• For the Nth time: why the land needs to be distributed (Torah or not)

    From Jos Boersema@21:1/5 to All on Wed Oct 18 15:44:16 2023
    XPost: alt.politics.socialism

    Things are worse than what many people who critisize Central Banks as the
    main cause of modern problems seem to think. Land (soil, trees, rivers,
    the weather, _a place)_ is the starting point of all economics. Work
    starts point blank, stick in the ground. There are no investors,
    money doesn't even exist. This is here it already went wrong. In a
    *civil* -ization, any sort off, you are supposed to be on the _same
    side_ ultimately. Economics is friendly competition for a greater
    good. Economics is not war, should not be war.

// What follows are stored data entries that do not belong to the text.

//! Terminal front end (`ratatui` + `crossterm`)
//!
//! [`run`] takes over the terminal, draws an experiment picker and the run
//! grid, and feeds key presses to the [`App`]. Commands go through
//! [`crate::action::ActionRouter`] with the grid as the render adapter.

mod app;
mod grid;

pub use app::{App, Mode};
pub use grid::GridRenderer;

use std::io::{self, Stdout};
use std::panic;
use std::time::Duration;

use crossterm::cursor::{Hide, Show};
use crossterm::event::{self, Event, KeyEventKind};
use crossterm::execute;
use crossterm::terminal::{disable_raw_mode, enable_raw_mode, EnterAlternateScreen, LeaveAlternateScreen};
use ratatui::backend::CrosstermBackend;
use ratatui::Terminal;

use crate::session::Session;
use crate::source::RunTableSource;
use crate::Result;

const TICK: Duration = Duration::from_millis(100);

/// Raw mode and alternate screen for as long as the guard lives.
///
/// Restores the terminal on drop, and from a panic hook so the panic
/// message lands on a usable screen.
pub struct TerminalGuard {
    terminal: Terminal<CrosstermBackend<Stdout>>,
}

impl TerminalGuard {
    /// Enter raw mode and the alternate screen.
    ///
    /// # Errors
    ///
    /// Returns [`crate::Error::Io`] if the terminal cannot be set up; whatever
    /// was already changed is restored.
    pub fn enter() -> Result<Self> {
        enable_raw_mode()?;
        let mut stdout = io::stdout();
        undo_on_err(execute!(stdout, EnterAlternateScreen, Hide), restore)?;
        let terminal = undo_on_err(Terminal::new(CrosstermBackend::new(stdout)), restore)?;

        let previous = panic::take_hook();
        panic::set_hook(Box::new(move |info| {
            restore();
            previous(info);
        }));

        // from here on Drop restores the terminal and the panic hook
        let mut guard = Self { terminal };
        guard.terminal.clear()?;
        Ok(guard)
    }

    /// The ratatui terminal.
    pub fn terminal(&mut self) -> &mut Terminal<CrosstermBackend<Stdout>> {
        &mut self.terminal
    }
}

impl Drop for TerminalGuard {
    fn drop(&mut self) {
        restore();
        let _ = panic::take_hook();
    }
}

/// Run `undo` before handing back an error from a setup step.
fn undo_on_err<T>(result: io::Result<T>, undo: impl FnOnce()) -> Result<T> {
    result.map_err(|e| {
        undo();
        e.into()
    })
}

fn restore() {
    let _ = disable_raw_mode();
    let _ = execute!(io::stdout(), LeaveAlternateScreen, Show);
}

/// Run the interactive browser until the operator quits.
///
/// # Errors
///
/// Returns terminal I/O errors. Source errors are shown in the status line,
/// not returned.
pub fn run<S: RunTableSource>(session: Session<S>) -> Result<()> {
    let mut guard = TerminalGuard::enter()?;
    let mut app = App::new(session);
    tracing::info!(source = %app.session().source().describe(), "terminal session started");

    loop {
        guard.terminal().draw(|f| app.draw(f))?;

        if event::poll(TICK)? {
            if let Event::Key(key) = event::read()? {
                if key.kind != KeyEventKind::Press {
                    continue;
                }
                if app.handle_key(key.code, key.modifiers) {
                    break;
                }
            }
        }
    }

    tracing::info!("terminal session ended");
    Ok(())
}
//! Cell values - the scalars stored in a run table

use std::fmt;
use std::hash::{Hash, Hasher};

use serde::{Deserialize, Serialize};

/// Display token for the missing sentinel.
///
/// Sources normalize every absent value to [`CellValue::Missing`] before a
/// table reaches the view layer, so filters can target it like any value.
pub const MISSING_VALUE: &str = "N/A";

/// A single cell of a run table.
///
/// Numbers compare by value (`-0.0 == 0.0`); `NaN` never enters a table
/// because [`CellValue::number`] maps it to [`CellValue::Missing`].
#[derive(Debug, Clone, Serialize, Deserialize)]
#[serde(untagged)]
pub enum CellValue {
    /// Numeric value (metrics, numeric params)
    Number(f64),
    /// Free text (params, tags, status, ids)
    Text(String),
    /// The missing sentinel
    Missing,
}

impl CellValue {
    /// Build a numeric cell, normalizing `NaN` to the missing sentinel.
    #[must_use]
    pub fn number(value: f64) -> Self {
        if value.is_nan() {
            Self::Missing
        } else {
            Self::Number(value)
        }
    }

    /// Build a text cell.
    #[must_use]
    pub fn text(value: impl Into<String>) -> Self {
        Self::Text(value.into())
    }

    /// Whether this is the missing sentinel.
    #[must_use]
    pub const fn is_missing(&self) -> bool {
        matches!(self, Self::Missing)
    }

    /// Numeric view of the cell: numbers as-is, text if it parses.
    #[must_use]
    pub fn as_f64(&self) -> Option<f64> {
        match self {
            Self::Number(n) => Some(*n),
            Self::Text(s) => s.trim().parse::<f64>().ok().filter(|n| !n.is_nan()),
            Self::Missing => None,
        }
    }

    // -0.0 and 0.0 must hash and compare alike
    fn number_bits(n: f64) -> u64 {
        if n == 0.0 {
            0.0_f64.to_bits()
        } else {
            n.to_bits()
        }
    }
}

impl PartialEq for CellValue {
    fn eq(&self, other: &Self) -> bool {
        match (self, other) {
            (Self::Number(a), Self::Number(b)) => Self::number_bits(*a) == Self::number_bits(*b),
            (Self::Text(a), Self::Text(b)) => a == b,
            (Self::Missing, Self::Missing) => true,
            _ => false,
        }
    }
}

impl Eq for CellValue {}

impl Hash for CellValue {
    fn hash<H: Hasher>(&self, state: &mut H) {
        std::mem::discriminant(self).hash(state);
        match self {
            Self::Number(n) => Self::number_bits(*n).hash(state),
            Self::Text(s) => s.hash(state),
            Self::Missing => {}
        }
    }
}

impl fmt::Display for CellValue {
    fn fmt(&self, f: &mut fmt::Formatter<'_>) -> fmt::Result {
        match self {
            Self::Number(n) => write!(f, "{n}"),
            Self::Text(s) => f.write_str(s),
            Self::Missing => f.write_str(MISSING_VALUE),
        }
    }
}

impl From<f64> for CellValue {
    fn from(value: f64) -> Self {
        Self::number(value)
    }
}

impl From<&str> for CellValue {
    fn from(value: &str) -> Self {
        Self::Text(value.to_string())
    }
}

impl From<String> for CellValue {
    fn from(value: String) -> Self {
        Self::Text(value)
    }
}

impl<T: Into<Self>> From<Option<T>> for CellValue {
    fn from(value: Option<T>) -> Self {
        value.map_or(Self::Missing, Into::into)
    }
}

#[cfg(test)]
mod tests {
    use super::*;
    use rustc_hash::FxHashSet;

    #[test]
    fn test_nan_becomes_missing() {
        assert_eq!(CellValue::number(f64::NAN), CellValue::Missing);
        assert_eq!(CellValue::from(None::<f64>), CellValue::Missing);
    }

    #[test]
    fn test_signed_zero_is_one_value() {
        let mut set = FxHashSet::default();
        set.insert(CellValue::Number(0.0));
        assert!(set.contains(&CellValue::Number(-0.0)));
    }

    #[test]
    fn test_number_and_text_are_distinct() {
        assert_ne!(CellValue::Number(1.0), CellValue::text("1"));
        assert_eq!(CellValue::text("1").as_f64(), Some(1.0));
    }

    #[test]
    fn test_display() {
        assert_eq!(CellValue::Missing.to_string(), "N/A");
        assert_eq!(CellValue::Number(0.25).to_string(), "0.25");
        assert_eq!(CellValue::text("FAILED").to_string(), "FAILED");
    }

    #[test]
    fn test_json_null_is_missing() {
        let cells: Vec<CellValue> = serde_json::from_str(r#"[1.5, "a", null]"#).unwrap();
        assert_eq!(
            cells,
            vec![CellValue::Number(1.5), CellValue::text("a"), CellValue::Missing]
        );
    }
}
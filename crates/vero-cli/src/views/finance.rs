//! Financial scenario view.
//!
//! Budget lines per category with a variance percentage against plan.
//! Shares are computed over amounts, not row counts, so the summary reads
//! as a budget breakdown.

use crate::screen::{Screen, ViewContext, ViewModule, ViewRecord};
use serde::Serialize;
use std::fmt;
use vero_analytics::{
    FlaggedRecord, GroupSummary, Health, ViewSummary, count_by, mean_by, share_pct, sum_by,
};
use vero_core::{
    Align, Column, DraftModel, FieldErrors, FieldKind, FieldSpec, Record, RecordId, TableSpec,
    UnknownField, validate,
};

const CATEGORY_TOKENS: &[&str] = &["revenue", "operations", "facilities", "development"];

/// Variance below this percentage flags the line.
const VARIANCE_FLOOR: f64 = -10.0;

const FIELDS: &[FieldSpec] = &[
    FieldSpec::required("item", "Line item", FieldKind::Text),
    FieldSpec::required("category", "Category", FieldKind::Choice(CATEGORY_TOKENS)),
    FieldSpec::required("amount", "Amount (EUR)", FieldKind::Number),
    FieldSpec::required("variance", "Variance vs plan (%)", FieldKind::Number),
];

#[derive(Debug, Clone, Copy, PartialEq, Eq, PartialOrd, Ord, Serialize)]
#[serde(rename_all = "lowercase")]
pub enum Category {
    Revenue,
    Operations,
    Facilities,
    Development,
}

impl Category {
    const fn as_str(self) -> &'static str {
        match self {
            Self::Revenue => "revenue",
            Self::Operations => "operations",
            Self::Facilities => "facilities",
            Self::Development => "development",
        }
    }
}

impl fmt::Display for Category {
    fn fmt(&self, f: &mut fmt::Formatter<'_>) -> fmt::Result {
        f.write_str(self.as_str())
    }
}

fn parse_category(raw: &str) -> Result<Category, String> {
    match validate::parse_choice(raw, CATEGORY_TOKENS)? {
        "revenue" => Ok(Category::Revenue),
        "operations" => Ok(Category::Operations),
        "facilities" => Ok(Category::Facilities),
        _ => Ok(Category::Development),
    }
}

#[derive(Debug, Clone, Serialize)]
pub struct BudgetLine {
    pub id: RecordId,
    pub item: String,
    pub category: Category,
    pub amount: f64,
    pub variance_pct: f64,
}

impl Record for BudgetLine {
    fn id(&self) -> RecordId {
        self.id
    }
}

#[derive(Debug, Clone, Default)]
pub struct BudgetDraft {
    item: String,
    category: String,
    amount: String,
    variance: String,
}

pub struct BudgetFields {
    item: String,
    category: Category,
    amount: f64,
    variance_pct: f64,
}

impl DraftModel for BudgetDraft {
    type Output = BudgetFields;

    fn set_field(&mut self, name: &str, raw: &str) -> Result<(), UnknownField> {
        match name {
            "item" => self.item = raw.to_string(),
            "category" => self.category = raw.to_string(),
            "amount" => self.amount = raw.to_string(),
            "variance" => self.variance = raw.to_string(),
            other => return Err(UnknownField(other.to_string())),
        }
        Ok(())
    }

    fn field(&self, name: &str) -> Option<String> {
        match name {
            "item" => Some(self.item.clone()),
            "category" => Some(self.category.clone()),
            "amount" => Some(self.amount.clone()),
            "variance" => Some(self.variance.clone()),
            _ => None,
        }
    }

    fn validate(&self) -> Result<BudgetFields, FieldErrors> {
        let mut errors = FieldErrors::new();
        let item = errors.check("item", validate::require_text(&self.item), String::new());
        let category = errors.check(
            "category",
            parse_category(&self.category),
            Category::Operations,
        );
        let amount = errors.check(
            "amount",
            validate::parse_number_in_range(&self.amount, 0.0, 5_000_000.0),
            0.0,
        );
        let variance_pct = errors.check(
            "variance",
            validate::parse_number_in_range(&self.variance, -100.0, 100.0),
            0.0,
        );
        if errors.is_empty() {
            Ok(BudgetFields {
                item,
                category,
                amount,
                variance_pct,
            })
        } else {
            Err(errors)
        }
    }
}

impl ViewRecord for BudgetLine {
    type Fields = BudgetFields;
    type Draft = BudgetDraft;

    fn from_fields(id: RecordId, fields: BudgetFields) -> Self {
        Self {
            id,
            item: fields.item,
            category: fields.category,
            amount: fields.amount,
            variance_pct: fields.variance_pct,
        }
    }

    fn draft(&self) -> BudgetDraft {
        BudgetDraft {
            item: self.item.clone(),
            category: self.category.to_string(),
            amount: self.amount.to_string(),
            variance: self.variance_pct.to_string(),
        }
    }
}

fn table() -> TableSpec<BudgetLine> {
    TableSpec::new(vec![
        Column::new("Item", 20, Align::Left, |l: &BudgetLine| l.item.clone()),
        Column::new("Category", 12, Align::Left, |l: &BudgetLine| {
            l.category.to_string()
        }),
        Column::new("Amount", 10, Align::Right, |l: &BudgetLine| {
            format!("{:.0}", l.amount)
        }),
        Column::new("Var %", 6, Align::Right, |l: &BudgetLine| {
            format!("{:+.1}", l.variance_pct)
        }),
        Column::new("Id", 8, Align::Left, |l: &BudgetLine| l.id.to_string()),
    ])
}

fn seeds() -> Vec<BudgetLine> {
    let row = |n: u32, item: &str, category: Category, amount: f64, variance_pct: f64| BudgetLine {
        id: RecordId::seed(n),
        item: item.to_string(),
        category,
        amount,
        variance_pct,
    };
    vec![
        row(1, "Memberships", Category::Revenue, 420_000.0, 4.2),
        row(2, "Sponsorships", Category::Revenue, 310_000.0, -6.5),
        row(3, "Coaching salaries", Category::Operations, 280_000.0, 1.0),
        row(4, "Travel and fixtures", Category::Operations, 95_000.0, -14.0),
        row(5, "Hall rental", Category::Facilities, 120_000.0, 2.3),
        row(6, "Court resurfacing", Category::Facilities, 45_000.0, -18.8),
        row(7, "Youth program", Category::Development, 88_000.0, 0.0),
    ]
}

fn summarize_view(records: &[BudgetLine], _ctx: &ViewContext) -> ViewSummary {
    let sums = sum_by(records, |l| l.category, |l| l.amount);
    let counts = count_by(records, |l| l.category);
    let means = mean_by(records, |l| l.category, |l| l.variance_pct);
    let total: f64 = sums.values().sum();

    let groups = sums
        .iter()
        .map(|(category, sum)| GroupSummary {
            key: category.to_string(),
            count: counts.get(category).copied().unwrap_or(0),
            share_pct: share_pct(*sum, total),
            mean: means.get(category).copied(),
        })
        .collect();

    let flagged = records
        .iter()
        .filter(|l| l.variance_pct < VARIANCE_FLOOR)
        .map(|l| FlaggedRecord {
            id: l.id,
            label: l.item.clone(),
            health: Health::AtRisk,
        })
        .collect();

    ViewSummary {
        total: records.len(),
        groups,
        flagged,
    }
}

#[allow(clippy::cast_possible_truncation, clippy::cast_sign_loss)]
fn chart(records: &[BudgetLine], _ctx: &ViewContext) -> Vec<(String, u64)> {
    sum_by(records, |l| l.category, |l| l.amount / 1000.0)
        .into_iter()
        .map(|(category, sum)| (category.to_string(), sum.round().max(0.0) as u64))
        .collect()
}

pub fn view() -> Box<dyn ViewModule> {
    let screen = Screen::new(
        "finance",
        "Financial scenarios",
        seeds(),
        table(),
        FIELDS,
        summarize_view,
        chart,
    )
    .expect("finance seed ids are unique");
    Box::new(screen)
}

#[cfg(test)]
mod tests {
    use super::*;
    use crate::config::Thresholds;
    use chrono::NaiveDate;

    fn ctx() -> ViewContext {
        ViewContext {
            today: NaiveDate::from_ymd_opt(2026, 3, 10).expect("valid date"),
            thresholds: Thresholds::default(),
        }
    }

    #[test]
    fn shares_are_computed_over_amounts_not_row_counts() {
        let records = vec![
            BudgetLine {
                id: RecordId::seed(1),
                item: "A".to_string(),
                category: Category::Revenue,
                amount: 300.0,
                variance_pct: 0.0,
            },
            BudgetLine {
                id: RecordId::seed(2),
                item: "B".to_string(),
                category: Category::Operations,
                amount: 100.0,
                variance_pct: 0.0,
            },
        ];
        let summary = summarize_view(&records, &ctx());
        let revenue = summary
            .groups
            .iter()
            .find(|g| g.key == "revenue")
            .expect("revenue group");
        assert_eq!(revenue.share_pct, 75.0);
        assert_eq!(revenue.count, 1);
    }

    #[test]
    fn deep_negative_variance_is_flagged() {
        let summary = summarize_view(&seeds(), &ctx());
        let flagged: Vec<&str> = summary.flagged.iter().map(|f| f.label.as_str()).collect();
        assert_eq!(flagged, ["Travel and fixtures", "Court resurfacing"]);
    }

    #[test]
    fn empty_view_summarizes_to_zero_without_dividing() {
        let summary = summarize_view(&[], &ctx());
        assert_eq!(summary.total, 0);
        assert!(summary.groups.is_empty());
        assert!(summary.flagged.is_empty());
    }

    #[test]
    fn amount_must_be_non_negative() {
        let mut draft = BudgetDraft::default();
        draft.set_field("item", "Test").expect("known field");
        draft.set_field("category", "revenue").expect("known field");
        draft.set_field("amount", "-50").expect("known field");
        draft.set_field("variance", "0").expect("known field");
        let errors = draft.validate().expect_err("negative amount");
        assert!(errors.get("amount").is_some());
    }
}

    What does a _civilization_ do in the stone age: everyone will be allowed
    to head into the woods and do what they need to do. Everyone gets access
    to the river bank. In the stone age this is a given, and difficult to
    prevent. If you get into an argument you walk away for a day and may never
    see those people again. There you find: *free land.* The starting point
    of the economy is always open to you. There are very few people. Trade
    can already flourish in this environment, and reportedly did. This
    is how humanity learned about trade. The land itself was not part of
    it. Basically everyone had access to land, even though the quality was
    not always the same.

    Everything changed when people started farming, and this is where it
    all went wrong already. They should have done the civilized thing and
    given _everyone_ a right to land, and every generation again everyone
    should have their right to a place honored, for free. In this kind of
    an environment, trade flourishes and free initiative comes up from the
    bottom non stop. Small businesses can have extremely low or even zero
    fixed costs. They cannot even go bankrupt. Compare this to opening a
    boutique shop in a busy city center.

    This is where everything went wrong, this is where the disease is. It
    is in the ignorance of the people to not allow _each other_ and everyone
    their children, constantly and forever the right to an equal share of the _land._ With the starting point of the economy being messed up, what was
    to come of this was going to be the symptoms of the underlying disease.
    This disease is thousands of years old.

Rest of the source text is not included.